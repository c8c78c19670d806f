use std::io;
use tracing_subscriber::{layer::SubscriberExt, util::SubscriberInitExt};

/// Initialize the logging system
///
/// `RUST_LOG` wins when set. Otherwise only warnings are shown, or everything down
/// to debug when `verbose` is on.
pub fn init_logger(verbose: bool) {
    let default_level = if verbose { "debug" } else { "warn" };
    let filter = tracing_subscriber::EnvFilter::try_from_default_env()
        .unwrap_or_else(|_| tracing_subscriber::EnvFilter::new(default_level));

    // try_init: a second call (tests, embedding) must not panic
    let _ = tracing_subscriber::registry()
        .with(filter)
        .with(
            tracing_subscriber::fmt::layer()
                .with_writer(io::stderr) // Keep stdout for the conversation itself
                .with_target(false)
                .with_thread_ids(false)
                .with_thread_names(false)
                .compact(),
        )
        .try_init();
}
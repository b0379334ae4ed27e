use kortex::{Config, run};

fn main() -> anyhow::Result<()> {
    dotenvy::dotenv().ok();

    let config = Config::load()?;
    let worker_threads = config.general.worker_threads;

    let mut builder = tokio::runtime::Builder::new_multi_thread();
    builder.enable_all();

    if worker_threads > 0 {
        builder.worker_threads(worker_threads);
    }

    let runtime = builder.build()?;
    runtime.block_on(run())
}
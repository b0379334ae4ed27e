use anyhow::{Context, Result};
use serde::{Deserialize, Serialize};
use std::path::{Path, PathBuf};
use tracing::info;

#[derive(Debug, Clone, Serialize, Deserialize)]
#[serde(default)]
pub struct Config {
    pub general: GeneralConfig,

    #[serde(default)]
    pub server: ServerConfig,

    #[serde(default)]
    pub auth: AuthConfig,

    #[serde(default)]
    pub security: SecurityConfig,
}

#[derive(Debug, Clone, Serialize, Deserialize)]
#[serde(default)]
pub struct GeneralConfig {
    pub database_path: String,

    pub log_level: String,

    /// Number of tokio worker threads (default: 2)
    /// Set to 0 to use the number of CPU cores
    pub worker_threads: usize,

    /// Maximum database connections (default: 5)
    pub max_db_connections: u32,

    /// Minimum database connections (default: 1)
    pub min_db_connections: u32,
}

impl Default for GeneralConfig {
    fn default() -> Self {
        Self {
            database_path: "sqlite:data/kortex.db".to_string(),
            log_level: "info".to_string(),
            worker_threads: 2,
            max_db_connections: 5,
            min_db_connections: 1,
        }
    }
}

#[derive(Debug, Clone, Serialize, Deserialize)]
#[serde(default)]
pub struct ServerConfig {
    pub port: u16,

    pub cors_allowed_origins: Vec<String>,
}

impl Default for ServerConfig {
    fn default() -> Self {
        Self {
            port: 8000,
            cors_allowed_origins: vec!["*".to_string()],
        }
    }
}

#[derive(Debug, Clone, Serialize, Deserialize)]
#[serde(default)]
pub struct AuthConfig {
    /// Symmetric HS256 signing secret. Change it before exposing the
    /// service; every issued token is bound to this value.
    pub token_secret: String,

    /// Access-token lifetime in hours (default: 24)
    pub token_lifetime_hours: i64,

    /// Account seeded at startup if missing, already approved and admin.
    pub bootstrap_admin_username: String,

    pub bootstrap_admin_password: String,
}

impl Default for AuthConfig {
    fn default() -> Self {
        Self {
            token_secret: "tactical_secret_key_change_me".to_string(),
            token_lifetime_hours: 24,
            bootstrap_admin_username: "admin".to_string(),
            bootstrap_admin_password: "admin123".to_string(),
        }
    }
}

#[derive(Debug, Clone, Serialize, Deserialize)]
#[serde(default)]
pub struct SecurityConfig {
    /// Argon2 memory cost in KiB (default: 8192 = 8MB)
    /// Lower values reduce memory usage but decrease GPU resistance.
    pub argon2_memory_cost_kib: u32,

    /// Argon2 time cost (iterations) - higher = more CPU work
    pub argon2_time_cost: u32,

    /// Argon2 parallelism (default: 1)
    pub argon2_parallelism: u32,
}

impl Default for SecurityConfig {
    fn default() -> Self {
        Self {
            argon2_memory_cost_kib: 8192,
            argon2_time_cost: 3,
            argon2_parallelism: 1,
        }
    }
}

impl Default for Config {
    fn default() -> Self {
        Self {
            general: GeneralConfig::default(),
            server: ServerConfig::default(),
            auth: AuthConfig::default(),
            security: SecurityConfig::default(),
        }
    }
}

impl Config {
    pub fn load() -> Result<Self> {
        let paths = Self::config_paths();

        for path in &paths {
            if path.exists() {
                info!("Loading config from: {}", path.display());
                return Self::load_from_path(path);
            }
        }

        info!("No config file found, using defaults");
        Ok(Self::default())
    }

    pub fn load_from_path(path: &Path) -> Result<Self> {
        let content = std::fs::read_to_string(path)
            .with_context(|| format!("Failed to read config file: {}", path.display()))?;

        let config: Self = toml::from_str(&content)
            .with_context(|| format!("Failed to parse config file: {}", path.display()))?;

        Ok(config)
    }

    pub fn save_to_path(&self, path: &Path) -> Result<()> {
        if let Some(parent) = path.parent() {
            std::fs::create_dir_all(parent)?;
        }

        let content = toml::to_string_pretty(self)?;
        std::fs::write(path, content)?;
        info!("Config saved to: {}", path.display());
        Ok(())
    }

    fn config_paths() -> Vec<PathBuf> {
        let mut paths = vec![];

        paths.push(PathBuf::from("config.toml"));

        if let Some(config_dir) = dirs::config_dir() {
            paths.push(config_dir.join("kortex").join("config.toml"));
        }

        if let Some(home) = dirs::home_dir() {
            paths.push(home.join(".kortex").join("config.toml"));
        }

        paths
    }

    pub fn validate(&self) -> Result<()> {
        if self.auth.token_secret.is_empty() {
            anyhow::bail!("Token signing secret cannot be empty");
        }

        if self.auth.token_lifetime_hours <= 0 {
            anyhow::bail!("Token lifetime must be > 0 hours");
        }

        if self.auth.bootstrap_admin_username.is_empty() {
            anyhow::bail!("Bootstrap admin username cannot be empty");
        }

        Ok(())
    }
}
▬▬▬▬▬▬▬▬▬▬
### ABOUT THIS TASK
Would you please return all lines from the listing above that contain "parent"?

### ANSWER SPACE
        if let Some(parent) = path.parent() {
            std::fs::create_dir_all(parent)?;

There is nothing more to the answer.